### Provided information
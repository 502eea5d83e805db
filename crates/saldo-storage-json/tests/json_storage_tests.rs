use chrono::NaiveDate;
use saldo_core::LedgerStore;
use saldo_domain::{Account, AccountKind, Ledger, Transaction};
use saldo_storage_json::JsonLedgerStore;
use tempfile::TempDir;

fn date(y: i32, m: u32, d: u32) -> NaiveDate {
    NaiveDate::from_ymd_opt(y, m, d).unwrap()
}

#[test]
fn missing_file_loads_an_empty_ledger() {
    let dir = TempDir::new().expect("temp dir");
    let store = JsonLedgerStore::with_base_dir(dir.path().to_path_buf()).expect("store");

    let ledger = store.load().expect("load succeeds");
    assert!(ledger.accounts.is_empty());
    assert!(ledger.transactions.is_empty());
}

#[test]
fn save_then_load_round_trips_accounts_and_transactions() {
    let dir = TempDir::new().expect("temp dir");
    let store = JsonLedgerStore::with_base_dir(dir.path().to_path_buf()).expect("store");

    let mut ledger = Ledger::new();
    let account_id = ledger.add_account(Account::new("Checking", AccountKind::Bank));
    ledger.post_transaction(
        Transaction::new("Esselunga Milano", date(2026, 3, 1), -45.90, "Spesa")
            .with_account(account_id)
            .with_bank_ref("TX123"),
    );
    store.save(&ledger).expect("save succeeds");

    let reloaded = store.load().expect("load succeeds");
    assert_eq!(reloaded.accounts.len(), 1);
    assert_eq!(reloaded.transactions.len(), 1);
    assert_eq!(reloaded.transactions[0].bank_ref.as_deref(), Some("TX123"));
    let account = reloaded.account(account_id).expect("account survives");
    assert!((account.balance + 45.90).abs() < 1e-9);
}

#[test]
fn save_replaces_previous_contents_atomically() {
    let dir = TempDir::new().expect("temp dir");
    let store = JsonLedgerStore::with_base_dir(dir.path().to_path_buf()).expect("store");

    let mut ledger = Ledger::new();
    ledger.add_account(Account::new("Checking", AccountKind::Bank));
    store.save(&ledger).expect("first save");

    ledger.add_account(Account::new("Savings", AccountKind::Bank));
    store.save(&ledger).expect("second save");

    let reloaded = store.load().expect("load succeeds");
    assert_eq!(reloaded.accounts.len(), 2);

    let leftovers: Vec<_> = std::fs::read_dir(dir.path())
        .expect("read dir")
        .filter_map(|entry| entry.ok())
        .filter(|entry| {
            entry
                .path()
                .extension()
                .and_then(|ext| ext.to_str())
                .map(|ext| ext == "tmp")
                .unwrap_or(false)
        })
        .collect();
    assert!(leftovers.is_empty());
}
use saldo_banking::BankingError;
use saldo_config::ConfigError;
use thiserror::Error;
use uuid::Uuid;

/// Unified error type for the bank-sync service layer.
#[derive(Debug, Error)]
pub enum CoreError {
    #[error("Account not found: {0}")]
    AccountNotFound(Uuid),
    #[error(transparent)]
    Banking(#[from] BankingError),
    #[error("Configuration error: {0}")]
    Config(String),
    #[error("Persistence error: {0}")]
    Storage(String),
    #[error("Serialization error: {0}")]
    Serde(String),
}

impl From<ConfigError> for CoreError {
    fn from(err: ConfigError) -> Self {
        match err {
            ConfigError::Io(io) => CoreError::Config(io.to_string()),
            ConfigError::Serde(message) => CoreError::Config(message),
        }
    }
}

impl From<std::io::Error> for CoreError {
    fn from(err: std::io::Error) -> Self {
        CoreError::Storage(err.to_string())
    }
}

impl From<serde_json::Error> for CoreError {
    fn from(err: serde_json::Error) -> Self {
        CoreError::Serde(err.to_string())
    }
}
//! Bank-connection records persisted between sync sessions.

use std::fmt;

use chrono::{DateTime, Utc};
use serde::{de::Deserializer, ser::Serializer, Deserialize, Serialize};

/// One authorization attempt against a single institution.
///
/// Created when the user picks a bank; kept for audit and retry after the
/// external authorization flow finishes or is abandoned.
#[derive(Debug, Clone, Serialize, Deserialize, PartialEq)]
#[serde(rename_all = "camelCase")]
pub struct Requisition {
    pub id: String,
    pub institution_id: String,
    pub link: String,
    pub status: RequisitionStatus,
    pub created_at: DateTime<Utc>,
}

/// A bank account that completed the authorization flow.
#[derive(Debug, Clone, Serialize, Deserialize, PartialEq)]
#[serde(rename_all = "camelCase")]
pub struct LinkedAccount {
    pub provider_account_id: String,
    pub requisition_id: String,
    pub institution_name: String,
    #[serde(default)]
    pub institution_logo: String,
    #[serde(default)]
    pub iban: String,
    #[serde(default)]
    pub owner_name: String,
    #[serde(default)]
    pub currency: String,
    #[serde(default)]
    pub product: String,
    pub linked_at: DateTime<Utc>,
}

/// Provider-side lifecycle of a requisition, serialized as the two-letter
/// wire code the aggregator reports.
#[derive(Debug, Clone, PartialEq, Eq)]
pub enum RequisitionStatus {
    Created,
    GivingConsent,
    UndergoingAuthentication,
    SelectingAccounts,
    GrantingAccess,
    Linked,
    Rejected,
    Suspended,
    Expired,
    Other(String),
}

impl RequisitionStatus {
    pub fn from_code(code: &str) -> Self {
        match code {
            "CR" => RequisitionStatus::Created,
            "GC" => RequisitionStatus::GivingConsent,
            "UA" => RequisitionStatus::UndergoingAuthentication,
            "SA" => RequisitionStatus::SelectingAccounts,
            "GA" => RequisitionStatus::GrantingAccess,
            "LN" => RequisitionStatus::Linked,
            "RJ" => RequisitionStatus::Rejected,
            "SU" => RequisitionStatus::Suspended,
            "EX" => RequisitionStatus::Expired,
            other => RequisitionStatus::Other(other.to_string()),
        }
    }

    pub fn code(&self) -> &str {
        match self {
            RequisitionStatus::Created => "CR",
            RequisitionStatus::GivingConsent => "GC",
            RequisitionStatus::UndergoingAuthentication => "UA",
            RequisitionStatus::SelectingAccounts => "SA",
            RequisitionStatus::GrantingAccess => "GA",
            RequisitionStatus::Linked => "LN",
            RequisitionStatus::Rejected => "RJ",
            RequisitionStatus::Suspended => "SU",
            RequisitionStatus::Expired => "EX",
            RequisitionStatus::Other(code) => code,
        }
    }

    pub fn is_linked(&self) -> bool {
        matches!(self, RequisitionStatus::Linked)
    }

    /// Whether the provider will no longer advance this requisition.
    pub fn is_terminal(&self) -> bool {
        matches!(
            self,
            RequisitionStatus::Linked
                | RequisitionStatus::Rejected
                | RequisitionStatus::Suspended
                | RequisitionStatus::Expired
        )
    }
}

impl fmt::Display for RequisitionStatus {
    fn fmt(&self, f: &mut fmt::Formatter<'_>) -> fmt::Result {
        f.write_str(self.code())
    }
}

impl Serialize for RequisitionStatus {
    fn serialize<S>(&self, serializer: S) -> Result<S::Ok, S::Error>
    where
        S: Serializer,
    {
        serializer.serialize_str(self.code())
    }
}

impl<'de> Deserialize<'de> for RequisitionStatus {
    fn deserialize<D>(deserializer: D) -> Result<Self, D::Error>
    where
        D: Deserializer<'de>,
    {
        let code = String::deserialize(deserializer)?;
        Ok(RequisitionStatus::from_code(&code))
    }
}

#[cfg(test)]
mod tests {
    use super::*;

    #[test]
    fn status_round_trips_through_wire_codes() {
        for code in ["CR", "GC", "UA", "SA", "GA", "LN", "RJ", "SU", "EX"] {
            let status = RequisitionStatus::from_code(code);
            assert_eq!(status.code(), code);
            let json = serde_json::to_string(&status).unwrap();
            assert_eq!(json, format!("\"{code}\""));
            let back: RequisitionStatus = serde_json::from_str(&json).unwrap();
            assert_eq!(back, status);
        }
    }

    #[test]
    fn unknown_codes_are_preserved() {
        let status = RequisitionStatus::from_code("ZZ");
        assert_eq!(status, RequisitionStatus::Other("ZZ".into()));
        assert!(!status.is_linked());
        assert!(!status.is_terminal());
    }

    #[test]
    fn linked_account_uses_camel_case_keys() {
        let account = LinkedAccount {
            provider_account_id: "acc-1".into(),
            requisition_id: "req-1".into(),
            institution_name: "Intesa Sanpaolo".into(),
            institution_logo: String::new(),
            iban: "IT60X0542811101000000123456".into(),
            owner_name: "Mario Rossi".into(),
            currency: "EUR".into(),
            product: "Conto corrente".into(),
            linked_at: Utc::now(),
        };
        let json = serde_json::to_value(&account).unwrap();
        assert!(json.get("providerAccountId").is_some());
        assert!(json.get("ownerName").is_some());
        assert!(json.get("provider_account_id").is_none());
    }
}
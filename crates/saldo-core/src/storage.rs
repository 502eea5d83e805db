use saldo_domain::Ledger;

use crate::CoreError;

/// Abstraction over persistence backends capable of storing the ledger.
pub trait LedgerStore: Send + Sync {
    fn load(&self) -> Result<Ledger, CoreError>;
    fn save(&self, ledger: &Ledger) -> Result<(), CoreError>;
}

### Task objective
After counting the lines above that include the word "matches", give only the number.

### Solution for this task
2